Beautiful Youth Jaime Rosales

Das ist eine große Aufgabe für Film. Denn schließlich ist diese Onlinewelt auch gleichzeitig der Feind, der Konkurrent, der Freund, die Werbemaschine, der Auswerter, der Verbreiter. Nun ist Film eine Kunst und wird nicht einfach wie das Fernsehen versuchen, das Internet mit in seine Strukturen zu integrieren und über Dinge berichten, die im Internet auftauchen, um eine Art Oberherrschaft zu bewahren. Nein, Film muss sich nicht an diese Regeln halten. Auch aus diesem Grund habe ich mich auch schon mehrfach gegen die große Freude gestellt, die scheinbar davon ausgeht, wenn beliebte TV-Serien im Kino gezeigt werden oder/und wie es hier beim Filmfest Hamburg der Fall ist in Festivals integriert werden. Das ist ein industrieller Hilfeschrei, der weder etwas mit dem Kinoerlebnis noch mit dem TV-Erlebnis noch mit dem Interneterlebnis zu tun hat. Aber Film kann für sich eigene Schlüsse aus dieser Veränderung ziehen und damit spielen. Rosales wagt ein solches Spiel, dass ihm manchmal äußerst gut gelingt und manchmal gar nicht.

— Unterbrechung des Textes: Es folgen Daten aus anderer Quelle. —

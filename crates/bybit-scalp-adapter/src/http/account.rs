/*
[INPUT]:  Account-type query parameters with signature headers
[OUTPUT]: Wallet balance snapshots
[POS]:    HTTP layer - account endpoints (require auth)
[UPDATE]: When adding account endpoints
*/

use super::client::BybitClient;
use super::error::Result;
use crate::types::{WalletAccount, WalletBalanceList};

impl BybitClient {
    /// Fetch the wallet balance for one account type (e.g. "UNIFIED").
    ///
    /// `GET /v5/account/wallet-balance?accountType=...`
    pub async fn wallet_balance(&self, account_type: &str) -> Result<Option<WalletAccount>> {
        let query = format!("accountType={account_type}");
        let balances: WalletBalanceList =
            self.signed_get("/v5/account/wallet-balance", &query).await?;
        Ok(balances.list.into_iter().next())
    }
}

Da ist zum einen der Pornokniff. Ähnlich wie in Zack and Miri Make a Porno von Kevin Smith gehen Natalia und Carlos in eine Internet-Pornosendung, um ein wenig Geld zu verdienen und auch, weil es eine sexuelle Fantasie von Carlos ist. Das Bild verändert sich. Statt eines Filmbildes sehen wir nun das digitale Video eines Pornos. Die beiden Laiendarsteller werden auf dem Sofa befragt und schlafen im Anschluss miteinander. Dabei bedient Rosales inhaltliche Klischees, um sie in seiner Form zu brechen. Das Problem stellt sich erst ein als er am Ende endgültig in der digitalen Welt verschwindet und Natalia, die inzwischen in Hamburg arbeitet aus finanziellen Notständen erneut in einem Porno landet. Es scheint mir doch etwas an den Haaren herbeigezogen, dass sie bei aller Ausweglosigkeit ausgerechnet in einen Porno läuft. Formell dagegen funktioniert der Kniff äußerst gut, denn schließlich existiert am Ende kein Film mehr sondern nur die Pixel zwischen Spanien und Deutschland, das Stocken der platten Bilder, der Voyeurismus. Ähnlich gelungen ist ein schockierender Moment früher im Film als Carlos kurz nach dem Bekanntwerden der Schwangerschaft von Natalia am Bahnhof von einem Unbekannten angegriffen wird. Plötzlich steht das Bild schief. Es hat sich um 90 Grad gedreht und schwenkt im Kreis. Ist das eine Überwachungskamera? Was passiert da? Hermosa juventud ist auch ein Film über die menschliche Unsicherheit in einer digitalen Welt. Einmal fragt Carlos Natalia während eines Skypetelefonats, ob hinter ihr gleich ihr geheimer Freund auftauchen wird. Der Streit, der die Beziehung entzweit passiert fast ausschließlich über SMS und Chat. Damit ist er für uns nicht wirklich greifbar und genau das ist interessant.

Hermosa juventud zeigt, dass die Grenzen für Film nicht unbedingt Filme eingrenzen. Sie können sie gar bereichern. Auch wenn das ein schmaler Grat ist.